Message Image to Family

Over the past several weeks, I’ve been cleaning up my older Pythonista scripts, TextExpander snippets, and Workflow macros.1 Some of this is in anticipation of iOS 12 and Shortcuts; some is to revive old scripts that don’t work in Pythonista 2/Python 3; and some is just because months of use has shown me that things could be done better. It’s probably time to start posting them.

Let’s start with the simplest one, a variation on a Messages workflow I wrote about last year. In this one, instead of quickly messaging URLs to my family, I message images to them.

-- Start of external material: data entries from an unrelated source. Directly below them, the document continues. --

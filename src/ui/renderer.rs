use ratatui::{
    layout::{Alignment, Constraint, Direction, Layout, Rect},
    style::{Color, Style},
    text::{Line, Span},
    widgets::{Block, Borders, Clear, Paragraph},
    Frame,
};

use blockfall::game::{Cell, SessionView};

pub fn ui(f: &mut Frame, view: &SessionView) {
    let size = f.size();

    // two characters per cell plus the border
    let board_width = (view.board.width() * 2 + 2) as u16;
    let board_height = (view.board.height() + 2) as u16;

    let vertical_chunks = Layout::default()
        .direction(Direction::Vertical)
        .constraints([
            Constraint::Min(0),
            Constraint::Length(board_height),
            Constraint::Min(0),
        ])
        .split(size);

    let horizontal_chunks = Layout::default()
        .direction(Direction::Horizontal)
        .constraints([
            Constraint::Min(0),
            Constraint::Length(15),
            Constraint::Length(board_width),
            Constraint::Length(15),
            Constraint::Min(0),
        ])
        .split(vertical_chunks[1]);

    let board_area = horizontal_chunks[2];

    render_board(f, view, board_area);
    render_score(f, view, horizontal_chunks[1]);
    render_controls(f, horizontal_chunks[3]);

    if view.lost {
        render_lost_overlay(f, view, board_area);
    }
}

/// Locked cells with the falling piece drawn on top.
fn compose_cells(view: &SessionView) -> Vec<Vec<Cell>> {
    let mut cells: Vec<Vec<Cell>> = view.board.rows().map(<[Cell]>::to_vec).collect();
    let (x, y) = view.position;
    for (bx, by) in view.piece.blocks_at(x, y) {
        if bx >= 0 && by >= 0 {
            if let Some(cell) = cells
                .get_mut(by as usize)
                .and_then(|row| row.get_mut(bx as usize))
            {
                *cell = Cell::Filled(view.piece.color);
            }
        }
    }
    cells
}

fn render_board(f: &mut Frame, view: &SessionView, area: Rect) {
    let board_lines: Vec<Line> = compose_cells(view)
        .iter()
        .enumerate()
        .map(|(y, row)| {
            let spans: Vec<Span> = row
                .iter()
                .enumerate()
                .map(|(x, cell)| match cell {
                    Cell::Empty if (x + y) % 2 == 0 => {
                        Span::styled("░░", Style::default().fg(Color::DarkGray))
                    }
                    Cell::Empty => Span::raw("  "),
                    Cell::Filled(color) => Span::styled("██", Style::default().fg(*color)),
                })
                .collect();
            Line::from(spans)
        })
        .collect();

    let board_widget = Paragraph::new(board_lines)
        .block(Block::default().borders(Borders::ALL).title("blockfall"));

    f.render_widget(board_widget, area);
}

fn render_score(f: &mut Frame, view: &SessionView, area: Rect) {
    let chunks = Layout::default()
        .direction(Direction::Vertical)
        .constraints([Constraint::Length(6), Constraint::Min(0)])
        .split(area);

    let score_text = vec![
        Line::from(vec![Span::styled("Score", Style::default().fg(Color::Cyan))]),
        Line::from(vec![Span::raw("")]),
        Line::from(vec![Span::raw(view.score.to_string())]),
    ];

    let score_widget = Paragraph::new(score_text)
        .block(Block::default().borders(Borders::ALL))
        .alignment(Alignment::Center);

    f.render_widget(score_widget, chunks[0]);
}

fn render_controls(f: &mut Frame, area: Rect) {
    let chunks = Layout::default()
        .direction(Direction::Vertical)
        .constraints([Constraint::Length(9), Constraint::Min(0)])
        .split(area);

    let controls_text = vec![
        Line::from(vec![Span::raw("← → move")]),
        Line::from(vec![Span::raw("↓   drop")]),
        Line::from(vec![Span::raw("↑   rotate")]),
        Line::from(vec![Span::raw("")]),
        Line::from(vec![Span::raw("r   restart")]),
        Line::from(vec![Span::raw("q   quit")]),
    ];

    let controls_widget = Paragraph::new(controls_text)
        .block(Block::default().borders(Borders::ALL).title("Keys"));

    f.render_widget(controls_widget, chunks[0]);
}

fn centered_rect(percent_x: u16, percent_y: u16, r: Rect) -> Rect {
    let popup_layout = Layout::default()
        .direction(Direction::Vertical)
        .constraints([
            Constraint::Percentage((100 - percent_y) / 2),
            Constraint::Percentage(percent_y),
            Constraint::Percentage((100 - percent_y) / 2),
        ])
        .split(r);

    Layout::default()
        .direction(Direction::Horizontal)
        .constraints([
            Constraint::Percentage((100 - percent_x) / 2),
            Constraint::Percentage(percent_x),
            Constraint::Percentage((100 - percent_x) / 2),
        ])
        .split(popup_layout[1])[1]
}

fn render_lost_overlay(f: &mut Frame, view: &SessionView, area: Rect) {
    let popup_area = centered_rect(70, 40, area);
    f.render_widget(Clear, popup_area);

    let lost_text = vec![
        Line::from(vec![Span::raw("")]),
        Line::from(vec![Span::styled("GAME OVER", Style::default().fg(Color::Red))]),
        Line::from(vec![Span::raw("")]),
        Line::from(vec![Span::raw(format!("Score: {}", view.score))]),
        Line::from(vec![Span::raw("")]),
        Line::from(vec![Span::raw("R to restart")]),
        Line::from(vec![Span::raw("Q to quit")]),
    ];

    let lost_widget = Paragraph::new(lost_text)
        .block(Block::default().borders(Borders::ALL))
        .alignment(Alignment::Center);

    f.render_widget(lost_widget, popup_area);
}

#[cfg(test)]
mod tests {
    use blockfall::{
        game::{Board, Piece, Session, ShapeKind},
        GameConfig,
    };

    use super::*;

    #[test]
    fn test_compose_overlays_piece_on_board() {
        let mut board = Board::new(4, 4).unwrap();
        board.set(0, 3, Cell::Filled(Color::Gray));
        let piece = Piece::new(ShapeKind::O);
        let color = piece.color;
        let session = Session::with_state(GameConfig::new(4, 4), board, piece, (2, 1)).unwrap();

        let cells = compose_cells(&session.view());

        assert_eq!(cells[3][0], Cell::Filled(Color::Gray));
        for (x, y) in [(2, 1), (3, 1), (2, 2), (3, 2)] {
            assert_eq!(cells[y][x], Cell::Filled(color));
        }
        let filled = cells.iter().flatten().filter(|c| c.is_filled()).count();
        assert_eq!(filled, 5);
    }
}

It works like this: I take a photo or a screenshot that I want to send to some or all of my family. In the Photos app, I select the image, bring up the share sheet, tap Run Workflow, and choose Message Image to Family from the list of my action extension workflows. Up pops a list of my family, and I choose which ones to send the image to.

Choose from list

This choosing step could be skipped if I always wanted to send images to everyone in my family, but I don’t. Some go just to my wife, some to just my wife and daughter, some to just my sons, etc. The choosing step gives me flexibility.

After I tap Done, I’m switched to Messages, and the image is there in a new message in the proper thread, waiting for me to add text (if I want to) and hit the send button. The biggest advantage of sharing images this way is that I don’t have to hunt through Messages for the right thread.

The workflow itself is pretty simple:

Message Image to Family

The workflow starts by taking the image it’s invoked on and saving it to the variable TheImage. We’ll bring this back later.

The list of recipients is constructed from the Contacts action. When building the workflow, I added family members to the list one at a time by tapping the plus button and selecting them.

This short list of family members is the input to the Choose from List action, which is what lets me select who gets the message. Enabling the Select Multiple option is what gives this action so much flexibility. The set of chosen recipients is then saved in the TextRecipients variable.

Finally, we construct the message by referencing the TheImage variable saved at the top of the workflow and feeding it to the Send Message action. The action’s Recipients parameter is set to the TextRecipients variable.

This workflow is a little clumsy in that it doesn’t really “flow.” The image has to be taken out of the flow to get the list of recipients and then reinserted just before the Send Message action. It would be cleaner if the image could flow “around” the Contacts block directly into the Send Message action, but I don’t think the straight line paradigm of Workflow allows that.


  1. I will not call them “Workflow workflows.”